Sušak is a part of the city of Rijeka in Croatia, where it composes the eastern part of the city, separated from the city center by the Rječina river, which in former times served as an international border. Notable features of Sušak include the public beaches at Pećine and Glavanovo, along with the Tower Center shopping mall.

==History==
Under the Habsburg monarchy, Rijeka and the surrounding area technically belonged to the Hungarian half of the Monarchy. Sušak was a municipality separate from the city of Rijeka and since the 19th century, it experienced faster urbanisation and population growth.

===Kingdom of Yugoslavia===
In 1924, Rijeka belonged to the independent Free State of Fiume, which had been created four years earlier under the Treaty of Rapallo, but in the Treaty of Rome the Kingdom of Serbs, Croats, and Slovenes and Italy agreed to dissolve the free state. Instead Fiume was annexed to Italy as the Province of Fiume, and Sušak remained with the Kingdom of Serbs, Croats, and Slovenes (later called Yugoslavia), but with joint administration of the port facilities.

In 1930, an HKD Napredak branch was founded in Bakar.
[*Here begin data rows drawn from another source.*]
// SPDX-License-Identifier: BUSL-1.1
// Copyright (c) 2026 Alfred Jean LLC

//! Ingress listener: newline-delimited JSON messages on a Unix socket.
//!
//! One connection may carry any number of frames. Malformed frames are
//! logged and dropped so a single bad producer cannot wedge ingress; valid
//! messages flow into the engine loop's channel.

use rover_core::Message;
use tokio::io::{AsyncBufReadExt, BufReader};
use tokio::net::{UnixListener, UnixStream};
use tokio::sync::mpsc;
use tracing::{debug, error, warn};

/// Listener task for accepting ingress connections.
pub struct Listener {
    socket: UnixListener,
    tx: mpsc::Sender<Message>,
}

impl Listener {
    pub fn new(socket: UnixListener, tx: mpsc::Sender<Message>) -> Self {
        Self { socket, tx }
    }

    /// Run the accept loop, spawning a task per connection.
    pub async fn run(self) {
        loop {
            match self.socket.accept().await {
                Ok((stream, _)) => {
                    let tx = self.tx.clone();
                    tokio::spawn(handle_connection(stream, tx));
                }
                Err(e) => {
                    error!(error = %e, "accept error");
                }
            }
        }
    }
}

/// Read frames from one client until it disconnects.
async fn handle_connection(stream: UnixStream, tx: mpsc::Sender<Message>) {
    let mut lines = BufReader::new(stream).lines();
    loop {
        match lines.next_line().await {
            Ok(Some(line)) => {
                if line.trim().is_empty() {
                    continue;
                }
                match decode(&line) {
                    Ok(message) => {
                        debug!(
                            router_id = %message.router_id,
                            crud = %message.crud,
                            "ingress message"
                        );
                        if tx.send(message).await.is_err() {
                            // Engine loop is gone; drop the connection.
                            return;
                        }
                    }
                    Err(e) => warn!(error = %e, "dropping malformed ingress message"),
                }
            }
            Ok(None) => {
                debug!("client disconnected");
                return;
            }
            Err(e) => {
                warn!(error = %e, "ingress read error");
                return;
            }
        }
    }
}

/// Parse one ingress frame.
fn decode(line: &str) -> Result<Message, serde_json::Error> {
    serde_json::from_str(line)
}

#[cfg(test)]
#[path = "listener_tests.rs"]
mod tests;
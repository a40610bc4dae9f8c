// SPDX-License-Identifier: BUSL-1.1
// Copyright (c) 2026 Alfred Jean LLC

use super::*;

#[test]
fn defaults() {
    let config = OrchestratorConfig::default();
    assert_eq!(config.reboot_error_threshold, 5);
    assert_eq!(config.queue_warning_threshold, 100);
    assert_eq!(config.enabled_drivers, vec!["router"]);
    assert!(config.validate().is_ok());
}

#[test]
fn empty_toml_yields_defaults() {
    let config = OrchestratorConfig::from_toml_str("").unwrap();
    assert_eq!(config, OrchestratorConfig::default());
}

#[test]
fn parses_overrides() {
    let config = OrchestratorConfig::from_toml_str(
        r#"
reboot_error_threshold = 3
queue_warning_threshold = 10
enabled_drivers = ["router", "loadbalancer"]
"#,
    )
    .unwrap();
    assert_eq!(config.reboot_error_threshold, 3);
    assert_eq!(config.queue_warning_threshold, 10);
    assert_eq!(config.enabled_drivers.len(), 2);
}

#[test]
fn rejects_zero_reboot_threshold() {
    let err = OrchestratorConfig::from_toml_str("reboot_error_threshold = 0").unwrap_err();
    assert!(matches!(err, ConfigError::RebootThresholdZero));
}

#[test]
fn rejects_zero_queue_threshold() {
    let err = OrchestratorConfig::from_toml_str("queue_warning_threshold = 0").unwrap_err();
    assert!(matches!(err, ConfigError::QueueThresholdZero));
}

#[test]
fn rejects_missing_router_driver() {
    let err = OrchestratorConfig::from_toml_str(r#"enabled_drivers = ["loadbalancer"]"#).unwrap_err();
    assert!(matches!(err, ConfigError::RouterDriverDisabled));
}

#[test]
fn load_missing_file_yields_defaults() {
    let dir = tempfile::tempdir().unwrap();
    let config = OrchestratorConfig::load(&dir.path().join("absent.toml")).unwrap();
    assert_eq!(config, OrchestratorConfig::default());
}

#[test]
fn load_reads_file() {
    let dir = tempfile::tempdir().unwrap();
    let path = dir.path().join("rover.toml");
    std::fs::write(&path, "reboot_error_threshold = 2").unwrap();
    let config = OrchestratorConfig::load(&path).unwrap();
    assert_eq!(config.reboot_error_threshold, 2);
}
// SPDX-License-Identifier: BUSL-1.1
// Copyright (c) 2026 Alfred Jean LLC

//! The appliance capability trait and its failure taxonomy.

use async_trait::async_trait;
use rover_core::{ApplianceState, BandwidthSample, WorkerContext};
use thiserror::Error;

/// Failures an appliance operation may report.
///
/// These are the transient categories the automaton swallows and logs: a
/// hiccup talking to the hypervisor or to the appliance itself must not kill
/// the state machine. Anything outside this taxonomy (a panic, say) is a
/// programmer error and propagates.
#[derive(Debug, Error)]
pub enum ApplianceError {
    #[error("network error: {0}")]
    Network(String),
    #[error("timed out: {0}")]
    Timeout(String),
    #[error("not found upstream: {0}")]
    NotFound(String),
    #[error("configuration rejected: {0}")]
    ConfigRejected(String),
}

/// Operations the automaton invokes on its managed appliance.
///
/// One appliance handle is owned exclusively by one automaton; the handle
/// keeps its own lifecycle state and boot-attempt counter, which the
/// automaton reads through [`state`](Appliance::state) and
/// [`attempts`](Appliance::attempts) but never writes directly.
#[async_trait]
pub trait Appliance: Send + Sync + 'static {
    /// Begin provisioning. Increments `attempts`; moves the lifecycle state
    /// toward `Booting`, or leaves it `Down` on failure.
    async fn boot(&self, ctx: &WorkerContext) -> Result<(), ApplianceError>;

    /// Observe reachability after a boot. May move `Booting` to `Up`, or to
    /// `Gone` when the backing resource vanished mid-boot.
    async fn check_boot(&self, ctx: &WorkerContext) -> Result<(), ApplianceError>;

    /// Apply configuration. On success moves `Up` to `Configured`; may
    /// regress to `Up` or `Restart` when the configuration did not stick.
    /// Convergence to `Configured` resets the boot-attempt counter.
    async fn configure(&self, ctx: &WorkerContext) -> Result<(), ApplianceError>;

    /// Refresh the lifecycle state from upstream and return it.
    async fn update_state(&self, ctx: &WorkerContext) -> Result<ApplianceState, ApplianceError>;

    /// Read a traffic sample from the appliance.
    async fn read_stats(&self) -> Result<BandwidthSample, ApplianceError>;

    /// Tear down. Moves the lifecycle state to `Down`, or `Gone` when the
    /// backing resource no longer exists.
    async fn stop(&self, ctx: &WorkerContext) -> Result<(), ApplianceError>;

    /// Latch the `Error` state after a boot loop.
    async fn set_error(&self, ctx: &WorkerContext) -> Result<(), ApplianceError>;

    /// Lift the `Error` latch and reset the boot-attempt counter so an
    /// explicit rebuild can try again.
    async fn clear_error(&self, ctx: &WorkerContext) -> Result<(), ApplianceError>;

    /// Last observed lifecycle state.
    fn state(&self) -> ApplianceState;

    /// Consecutive boot attempts since the counter was last reset.
    fn attempts(&self) -> u32;
}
A 22 December 1939 decision as part of agrarian reforms by Ban Šubašić to confiscate the forest property in Sušak and surroundings of the Thurn and Taxis family, Kálmán Ghyczy and Nikola Petrović resulted in a legal dispute known as the Thurn and Taxis Affair, in part because of the relative status of the family and in part because of the proximity to the Italian border.

===Federal===
On 1 February 1948 elections for the City Councils in Rijeka were held, thus creating the foundations for joining Rijeka and Sušak. The town councils of Sušak and Rijeka proposed to the Presidium of the Croatian Parliament that the two towns were joined together, and on 10 February 1947, the Peace Agreement between the FNRJ and Italy in Paris 175 km2 internationally belonged to Yugoslavia and Croatia. On 12 February 1948, the first session of the NO Rijeka was held when Rijeka was established.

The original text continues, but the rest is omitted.